[TRY IT]: Reproduce the records below exactly, but only between the lines holding "in source order." and "for kind in", inclusive.

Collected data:

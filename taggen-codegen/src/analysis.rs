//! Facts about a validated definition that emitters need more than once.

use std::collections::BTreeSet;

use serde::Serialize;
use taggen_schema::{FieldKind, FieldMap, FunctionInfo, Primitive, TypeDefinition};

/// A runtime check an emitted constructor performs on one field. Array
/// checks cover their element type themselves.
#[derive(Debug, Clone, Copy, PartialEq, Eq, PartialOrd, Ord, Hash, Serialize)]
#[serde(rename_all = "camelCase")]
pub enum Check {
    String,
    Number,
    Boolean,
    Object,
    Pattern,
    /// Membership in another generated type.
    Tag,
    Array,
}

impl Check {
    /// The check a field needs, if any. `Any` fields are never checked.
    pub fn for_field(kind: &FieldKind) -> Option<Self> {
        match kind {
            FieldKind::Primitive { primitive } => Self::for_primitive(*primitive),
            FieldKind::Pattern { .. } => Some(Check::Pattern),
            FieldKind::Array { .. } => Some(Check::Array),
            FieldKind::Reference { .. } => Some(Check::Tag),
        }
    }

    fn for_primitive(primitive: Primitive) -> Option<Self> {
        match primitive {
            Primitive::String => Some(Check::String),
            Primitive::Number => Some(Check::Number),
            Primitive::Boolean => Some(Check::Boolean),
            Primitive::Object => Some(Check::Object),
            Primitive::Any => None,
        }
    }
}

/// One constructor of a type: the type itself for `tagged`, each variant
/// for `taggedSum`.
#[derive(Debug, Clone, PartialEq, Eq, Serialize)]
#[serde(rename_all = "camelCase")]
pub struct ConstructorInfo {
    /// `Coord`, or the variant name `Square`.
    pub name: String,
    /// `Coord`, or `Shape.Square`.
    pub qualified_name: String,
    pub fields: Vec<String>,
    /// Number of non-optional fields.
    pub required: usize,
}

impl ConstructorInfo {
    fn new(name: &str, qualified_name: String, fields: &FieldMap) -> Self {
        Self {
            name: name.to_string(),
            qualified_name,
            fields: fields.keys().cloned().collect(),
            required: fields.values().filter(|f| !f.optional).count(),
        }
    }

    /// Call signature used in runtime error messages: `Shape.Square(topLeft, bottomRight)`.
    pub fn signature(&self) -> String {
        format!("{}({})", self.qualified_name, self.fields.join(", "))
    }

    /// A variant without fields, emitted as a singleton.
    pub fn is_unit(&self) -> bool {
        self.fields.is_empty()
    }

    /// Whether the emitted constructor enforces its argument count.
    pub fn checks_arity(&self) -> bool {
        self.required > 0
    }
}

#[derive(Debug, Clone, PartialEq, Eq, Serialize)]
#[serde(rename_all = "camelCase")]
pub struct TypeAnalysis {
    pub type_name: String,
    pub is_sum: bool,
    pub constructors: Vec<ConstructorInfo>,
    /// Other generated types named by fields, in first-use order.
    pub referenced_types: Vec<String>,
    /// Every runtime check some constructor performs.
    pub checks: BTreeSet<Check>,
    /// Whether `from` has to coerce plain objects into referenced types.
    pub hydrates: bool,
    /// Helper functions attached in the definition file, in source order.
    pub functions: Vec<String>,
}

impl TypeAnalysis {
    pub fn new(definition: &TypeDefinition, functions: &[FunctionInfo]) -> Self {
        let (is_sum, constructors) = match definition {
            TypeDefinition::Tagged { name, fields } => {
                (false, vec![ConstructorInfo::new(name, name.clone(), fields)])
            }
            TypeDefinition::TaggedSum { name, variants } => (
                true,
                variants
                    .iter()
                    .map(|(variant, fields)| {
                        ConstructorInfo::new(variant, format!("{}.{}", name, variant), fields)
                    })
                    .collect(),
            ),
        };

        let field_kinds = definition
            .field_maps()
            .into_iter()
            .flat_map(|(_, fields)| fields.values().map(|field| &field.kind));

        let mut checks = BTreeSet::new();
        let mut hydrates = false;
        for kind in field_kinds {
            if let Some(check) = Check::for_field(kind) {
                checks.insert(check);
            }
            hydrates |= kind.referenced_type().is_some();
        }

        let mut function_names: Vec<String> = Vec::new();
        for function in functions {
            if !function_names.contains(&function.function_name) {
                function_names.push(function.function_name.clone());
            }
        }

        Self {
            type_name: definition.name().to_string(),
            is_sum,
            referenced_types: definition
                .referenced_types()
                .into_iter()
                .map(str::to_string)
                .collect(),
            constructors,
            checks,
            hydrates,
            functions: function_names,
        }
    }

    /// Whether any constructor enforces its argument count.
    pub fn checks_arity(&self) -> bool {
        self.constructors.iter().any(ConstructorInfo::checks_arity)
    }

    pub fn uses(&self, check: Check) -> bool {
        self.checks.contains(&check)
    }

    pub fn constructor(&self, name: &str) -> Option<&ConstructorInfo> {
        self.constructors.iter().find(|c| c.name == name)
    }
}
--
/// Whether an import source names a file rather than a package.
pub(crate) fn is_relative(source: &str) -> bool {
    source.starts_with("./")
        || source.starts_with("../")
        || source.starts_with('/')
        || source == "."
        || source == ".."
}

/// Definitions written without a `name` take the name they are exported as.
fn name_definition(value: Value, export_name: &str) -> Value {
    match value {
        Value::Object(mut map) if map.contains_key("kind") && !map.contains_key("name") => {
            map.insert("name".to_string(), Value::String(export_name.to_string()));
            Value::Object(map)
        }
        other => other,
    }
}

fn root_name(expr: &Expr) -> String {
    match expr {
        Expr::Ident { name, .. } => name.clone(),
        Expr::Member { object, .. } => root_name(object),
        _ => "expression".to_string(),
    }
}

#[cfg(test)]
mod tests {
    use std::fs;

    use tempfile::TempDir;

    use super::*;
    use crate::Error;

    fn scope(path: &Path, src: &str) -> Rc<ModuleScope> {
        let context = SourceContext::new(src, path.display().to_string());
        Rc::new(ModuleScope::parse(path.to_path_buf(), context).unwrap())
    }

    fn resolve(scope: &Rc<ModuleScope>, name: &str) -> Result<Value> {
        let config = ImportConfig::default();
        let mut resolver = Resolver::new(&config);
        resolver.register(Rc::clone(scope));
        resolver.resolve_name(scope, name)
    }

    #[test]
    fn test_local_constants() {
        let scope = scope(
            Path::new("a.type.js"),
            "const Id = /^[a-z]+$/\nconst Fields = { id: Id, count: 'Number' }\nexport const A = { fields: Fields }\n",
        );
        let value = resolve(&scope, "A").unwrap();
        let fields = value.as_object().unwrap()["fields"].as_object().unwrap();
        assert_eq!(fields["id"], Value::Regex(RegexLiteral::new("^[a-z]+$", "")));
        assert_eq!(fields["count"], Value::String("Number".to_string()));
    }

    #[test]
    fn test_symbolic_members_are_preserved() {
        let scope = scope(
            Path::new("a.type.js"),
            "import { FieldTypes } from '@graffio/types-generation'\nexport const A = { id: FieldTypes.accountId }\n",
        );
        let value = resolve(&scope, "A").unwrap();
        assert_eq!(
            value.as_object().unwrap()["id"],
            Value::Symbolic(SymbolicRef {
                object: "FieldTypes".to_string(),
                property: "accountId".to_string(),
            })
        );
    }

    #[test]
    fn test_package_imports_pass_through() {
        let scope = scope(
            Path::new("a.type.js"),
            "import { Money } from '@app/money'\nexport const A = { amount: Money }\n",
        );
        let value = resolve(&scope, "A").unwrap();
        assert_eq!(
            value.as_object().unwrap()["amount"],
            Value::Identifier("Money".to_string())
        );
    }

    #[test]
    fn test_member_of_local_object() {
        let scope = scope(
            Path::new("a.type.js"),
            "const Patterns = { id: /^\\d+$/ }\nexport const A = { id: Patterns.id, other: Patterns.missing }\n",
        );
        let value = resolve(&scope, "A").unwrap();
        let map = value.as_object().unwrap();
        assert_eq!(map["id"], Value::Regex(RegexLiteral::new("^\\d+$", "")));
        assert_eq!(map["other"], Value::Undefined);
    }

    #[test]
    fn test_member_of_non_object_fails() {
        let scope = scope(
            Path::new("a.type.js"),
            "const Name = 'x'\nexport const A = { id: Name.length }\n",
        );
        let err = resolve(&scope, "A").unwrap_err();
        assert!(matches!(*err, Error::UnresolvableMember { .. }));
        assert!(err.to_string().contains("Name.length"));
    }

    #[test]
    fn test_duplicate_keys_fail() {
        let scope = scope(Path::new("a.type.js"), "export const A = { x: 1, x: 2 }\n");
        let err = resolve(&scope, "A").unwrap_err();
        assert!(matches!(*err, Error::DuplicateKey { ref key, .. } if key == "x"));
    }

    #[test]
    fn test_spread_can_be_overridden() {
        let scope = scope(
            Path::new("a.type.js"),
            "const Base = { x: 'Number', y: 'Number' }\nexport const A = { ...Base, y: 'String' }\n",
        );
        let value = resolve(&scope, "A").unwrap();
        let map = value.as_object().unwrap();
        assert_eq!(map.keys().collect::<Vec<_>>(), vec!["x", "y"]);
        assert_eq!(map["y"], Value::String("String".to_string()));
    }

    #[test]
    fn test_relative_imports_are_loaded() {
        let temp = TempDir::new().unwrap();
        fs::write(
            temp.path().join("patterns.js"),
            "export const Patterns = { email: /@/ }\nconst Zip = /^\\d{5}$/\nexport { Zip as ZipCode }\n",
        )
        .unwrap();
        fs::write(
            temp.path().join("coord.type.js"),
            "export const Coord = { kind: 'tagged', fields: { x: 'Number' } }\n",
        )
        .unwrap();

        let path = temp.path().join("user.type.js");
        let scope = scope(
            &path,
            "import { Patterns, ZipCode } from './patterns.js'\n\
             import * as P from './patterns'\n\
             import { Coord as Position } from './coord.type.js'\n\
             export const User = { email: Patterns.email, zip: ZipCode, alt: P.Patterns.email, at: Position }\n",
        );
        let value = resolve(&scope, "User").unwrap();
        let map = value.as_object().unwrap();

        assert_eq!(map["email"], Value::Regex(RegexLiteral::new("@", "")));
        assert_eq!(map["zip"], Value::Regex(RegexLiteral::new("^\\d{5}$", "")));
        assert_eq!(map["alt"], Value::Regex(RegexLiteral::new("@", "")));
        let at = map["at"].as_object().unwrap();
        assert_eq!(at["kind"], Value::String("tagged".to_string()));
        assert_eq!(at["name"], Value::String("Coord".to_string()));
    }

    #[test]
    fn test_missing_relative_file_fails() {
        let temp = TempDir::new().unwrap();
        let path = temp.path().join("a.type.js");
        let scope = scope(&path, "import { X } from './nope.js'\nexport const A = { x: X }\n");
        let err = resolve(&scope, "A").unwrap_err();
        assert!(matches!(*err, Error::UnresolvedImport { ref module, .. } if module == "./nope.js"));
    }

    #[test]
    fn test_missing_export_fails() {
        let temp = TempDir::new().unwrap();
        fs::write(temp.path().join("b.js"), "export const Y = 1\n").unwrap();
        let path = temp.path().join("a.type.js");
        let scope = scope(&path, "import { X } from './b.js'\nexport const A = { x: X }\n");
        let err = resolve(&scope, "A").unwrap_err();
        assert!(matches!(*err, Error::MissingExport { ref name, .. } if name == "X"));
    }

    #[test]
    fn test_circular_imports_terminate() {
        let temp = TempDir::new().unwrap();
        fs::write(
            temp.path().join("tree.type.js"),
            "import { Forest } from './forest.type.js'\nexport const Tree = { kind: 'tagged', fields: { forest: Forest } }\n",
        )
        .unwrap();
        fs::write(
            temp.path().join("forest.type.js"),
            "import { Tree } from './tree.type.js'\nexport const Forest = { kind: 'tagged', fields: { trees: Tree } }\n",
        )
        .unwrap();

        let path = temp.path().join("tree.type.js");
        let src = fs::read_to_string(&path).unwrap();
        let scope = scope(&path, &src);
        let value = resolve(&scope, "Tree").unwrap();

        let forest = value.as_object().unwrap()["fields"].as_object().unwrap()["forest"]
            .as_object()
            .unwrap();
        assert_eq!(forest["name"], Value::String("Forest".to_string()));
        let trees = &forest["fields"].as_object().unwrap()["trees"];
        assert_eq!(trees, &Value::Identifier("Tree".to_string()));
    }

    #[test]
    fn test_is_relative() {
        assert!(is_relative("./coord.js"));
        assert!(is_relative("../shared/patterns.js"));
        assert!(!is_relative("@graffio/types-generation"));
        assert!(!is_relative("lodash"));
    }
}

[WRITTEN RESPONSE]:
    /// Helper functions attached in the definition file, in source order.
    pub functions: Vec<String>,
}

impl TypeAnalysis {
    pub fn new(definition: &TypeDefinition, functions: &[FunctionInfo]) -> Self {
        let (is_sum, constructors) = match definition {
            TypeDefinition::Tagged { name, fields } => {
                (false, vec![ConstructorInfo::new(name, name.clone(), fields)])
            }
            TypeDefinition::TaggedSum { name, variants } => (
                true,
                variants
                    .iter()
                    .map(|(variant, fields)| {
                        ConstructorInfo::new(variant, format!("{}.{}", name, variant), fields)
                    })
                    .collect(),
            ),
        };

        let field_kinds = definition
            .field_maps()
            .into_iter()
            .flat_map(|(_, fields)| fields.values().map(|field| &field.kind));

        let mut checks = BTreeSet::new();
        let mut hydrates = false;
        for kind in field_kinds {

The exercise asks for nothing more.